▶ [REQUIREMENT]:
Repeat the records. Keep every word and mark exactly as it is.

(Beginning of DATA SHOWN)

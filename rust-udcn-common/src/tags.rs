//! Per-packet transport annotations.
//!
//! Packets are immutable values; everything a link layer or a pipeline wants
//! to say *about* a particular copy of a packet travels next to it in a
//! [`Tags`] value.

use crate::types::FaceId;

#[derive(Debug, Clone, Copy, Default, PartialEq, Eq)]
pub struct Tags {
    /// Face the packet arrived on, or the content store pseudo face.
    pub incoming_face: Option<FaceId>,
    /// Explicit egress requested by a privileged local application.
    pub next_hop_face: Option<FaceId>,
    /// Number of hops the packet has travelled.
    pub hop_count: Option<u8>,
    /// Congestion mark set by an upstream link.
    pub congestion_mark: Option<u64>,
}

impl Tags {
    pub fn new() -> Self {
        Self::default()
    }

    pub fn with_next_hop_face(mut self, face: FaceId) -> Self {
        self.next_hop_face = Some(face);
        self
    }

    pub fn with_hop_count(mut self, hop_count: u8) -> Self {
        self.hop_count = Some(hop_count);
        self
    }

    pub fn with_congestion_mark(mut self, mark: u64) -> Self {
        self.congestion_mark = Some(mark);
        self
    }

    /// Copy of these tags stamped with the face the packet arrived on.
    pub fn received_on(&self, face: FaceId) -> Self {
        Self {
            incoming_face: Some(face),
            ..*self
        }
    }

    /// Tags for a cached Data answering a request that carried `self`.
    ///
    /// Request-scoped transport metadata is carried over; hop count and the
    /// next-hop override do not apply to the response.
    pub fn for_cached_response(&self) -> Self {
        Self {
            incoming_face: Some(FaceId::CONTENT_STORE),
            next_hop_face: None,
            hop_count: None,
            congestion_mark: self.congestion_mark,
        }
    }
}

(End of DATA SHOWN)

▶ [RESPONSE BELOW]:
filename rust-udcn-common/src/tags.rs
//! Per-packet transport annotations.
//!
//! Packets are immutable values; everything a link layer or a pipeline wants
//! to say *about* a particular copy of a packet travels next to it in a
//! [`Tags`] value.

use crate::types::FaceId;

#[derive(Debug, Clone, Copy, Default, PartialEq, Eq)]
pub struct Tags {
    /// Face the packet arrived on, or the content store pseudo face.
    pub incoming_face: Option<FaceId>,
    /// Explicit egress requested by a privileged local application.
    pub next_hop_face: Option<FaceId>,
    /// Number of hops the packet has travelled.
    pub hop_count: Option<u8>,
    /// Congestion mark set by an upstream link.
    pub congestion_mark: Option<u64>,
}

impl Tags {
    pub fn new() -> Self {
        Self::default()
    }

    pub fn with_next_hop_face(mut self, face: FaceId) -> Self {
        self.next_hop_face = Some(face);
        self
    }

    pub fn with_hop_count(mut self, hop_count: u8) -> Self {
        self.hop_count = Some(hop_count);
        self
    }

    pub fn with_congestion_mark(mut self, mark: u64) -> Self {
        self.congestion_mark = Some(mark);
        self
    }

    /// Copy of these tags stamped with the face the packet arrived on.
    pub fn received_on(&self, face: FaceId) -> Self {
        Self {
            incoming_face: Some(face),
            ..*self
        }
    }

    /// Tags for a cached Data answering a request that carried `self`.
    ///
    /// Request-scoped transport metadata is carried over; hop count and the
    /// next-hop override do not apply to the response.
    pub fn for_cached_response(&self) -> Self {
        Self {
            incoming_face: Some(FaceId::CONTENT_STORE),
            next_hop_face: None,
            hop_count: None,
            congestion_mark: self.congestion_mark,
        }
    }
}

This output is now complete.